The $50 billion (£32.3 billion) Bernard Madoff fraud allegations threaten to spark a crisis of confidence in the British fund management industry, according to the chief executive of a leading blue-chip UK investment house.

Alain Grisay, the chief executive of F&C Asset Management, said: “This is a disaster for the reputation of the industry.”

Mr Grisay, whose group manages £93billion of assets on behalf of investors, said there was “no doubt” that the sheer scale of Mr Madoff’s apparently fraudulent activities would undermine the trust of savers on this side of the Atlantic.

He said that the alleged fraud confessed to by the US financier raised big questions over due diligence among investors who had lost money in the scandal, particularly feeder funds and portfolios of hedge fund investors.

Mr Grisay, who said that F&C had no exposure to Mr Madoff or any vehicles related to him, said it was right that regulators at the US Securities and Exchange Commission had taken responsibility for their failures in the affair.

“To the extent that there has been a crisis of confidence in banks, there is absolutely the risk of a growing crisis of confidence in asset managers,” Mr Grisay said. “There will be a lot more people questioning the financial soundness of asset managers as well as their investment performance.”

Up to 100 jobs were put at risk at F&C yesterday as the UK fund manager embarked on a plan to cut costs by about £15 million a year.

Mr Grisay predicted a “serious recession” in the UK and gave warning of grim times ahead for fund managers for at least the next 12 months.

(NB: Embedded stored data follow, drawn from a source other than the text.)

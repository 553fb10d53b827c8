use std::fmt;

/// Shipment status for a tracked order. Transitions are enforced: a status
/// update must move forward along the allowed edges, arbitrary strings and
/// skipped states are rejected.
#[derive(Debug, Clone, Copy, PartialEq, Eq)]
pub enum OrderStatus {
    Placed,
    Confirmed,
    Shipped,
    Delivered,
    Cancelled,
}

impl OrderStatus {
    pub fn as_str(&self) -> &'static str {
        match self {
            OrderStatus::Placed => "Order Placed",
            OrderStatus::Confirmed => "Confirmed",
            OrderStatus::Shipped => "Shipped",
            OrderStatus::Delivered => "Delivered",
            OrderStatus::Cancelled => "Cancelled",
        }
    }

    pub fn parse(s: &str) -> Option<Self> {
        match s.trim().to_lowercase().as_str() {
            "order placed" | "placed" => Some(OrderStatus::Placed),
            "confirmed" => Some(OrderStatus::Confirmed),
            "shipped" => Some(OrderStatus::Shipped),
            "delivered" => Some(OrderStatus::Delivered),
            "cancelled" => Some(OrderStatus::Cancelled),
            _ => None,
        }
    }

    pub fn can_transition_to(self, next: OrderStatus) -> bool {
        use OrderStatus::*;
        matches!(
            (self, next),
            (Placed, Confirmed)
                | (Placed, Cancelled)
                | (Confirmed, Shipped)
                | (Confirmed, Cancelled)
                | (Shipped, Delivered)
        )
    }
}

impl fmt::Display for OrderStatus {
    fn fmt(&self, f: &mut fmt::Formatter<'_>) -> fmt::Result {
        f.write_str(self.as_str())
    }
}

#[cfg(test)]
mod tests {
    use super::OrderStatus::*;
    use super::*;

    #[test]
    fn parse_accepts_known_statuses_case_insensitively() {
        assert_eq!(OrderStatus::parse("Order Placed"), Some(Placed));
        assert_eq!(OrderStatus::parse("placed"), Some(Placed));
        assert_eq!(OrderStatus::parse("SHIPPED"), Some(Shipped));
        assert_eq!(OrderStatus::parse(" delivered "), Some(Delivered));
        assert_eq!(OrderStatus::parse("On The Way"), None);
        assert_eq!(OrderStatus::parse(""), None);
    }

    #[test]
    fn forward_transitions_are_allowed() {
        assert!(Placed.can_transition_to(Confirmed));
        assert!(Confirmed.can_transition_to(Shipped));
        assert!(Shipped.can_transition_to(Delivered));
        assert!(Placed.can_transition_to(Cancelled));
        assert!(Confirmed.can_transition_to(Cancelled));
    }

    #[test]
    fn skipped_repeated_and_backward_transitions_are_rejected() {
        assert!(!Placed.can_transition_to(Shipped));
        assert!(!Placed.can_transition_to(Delivered));
        assert!(!Confirmed.can_transition_to(Placed));
        assert!(!Shipped.can_transition_to(Shipped));
        assert!(!Shipped.can_transition_to(Cancelled));
        assert!(!Delivered.can_transition_to(Cancelled));
        assert!(!Cancelled.can_transition_to(Confirmed));
    }
}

“Frankly, it is simple to see. There will be smaller inflows of assets because people are saving less, their appetite for risk is less, so there is less need for supporting staff,” he said.

His comments came as the fallout from what is thought to be Wall Street’s biggest investment fraud continued to reverberate across Europe. Royal Bank of Scotland, HSBC and RAB Capital have already admitted that they are facing losses after investing in Mr Madoff’s funds.

In France, the AMF, the market regulator, wrote to the country’s investment funds with advice about what to do if they found themselves exposed to the alleged Madoff scheme, suggesting that they suspend or temporarily close funds.

French financial institutions, including BNP Paribas, the country’s biggest bank, are facing losses on their exposure to the alleged fraud.

Fresh details of the human cost of the apparent Ponzi scheme, in which capital from new investors was used to pay interest to existing investors, also began to emerge yesterday. The pension fund operated by the Netherlands branch of Royal Dutch Shell said that it had a $45 million exposure to the alleged fraud. The fund, which manages the retirement savings of thousands of Shell workers, is in deficit.

The biggest individual corporate loser so far is Fairfield Greenwich, the American investment fund, which has admitted exposure of about $7.5 billion.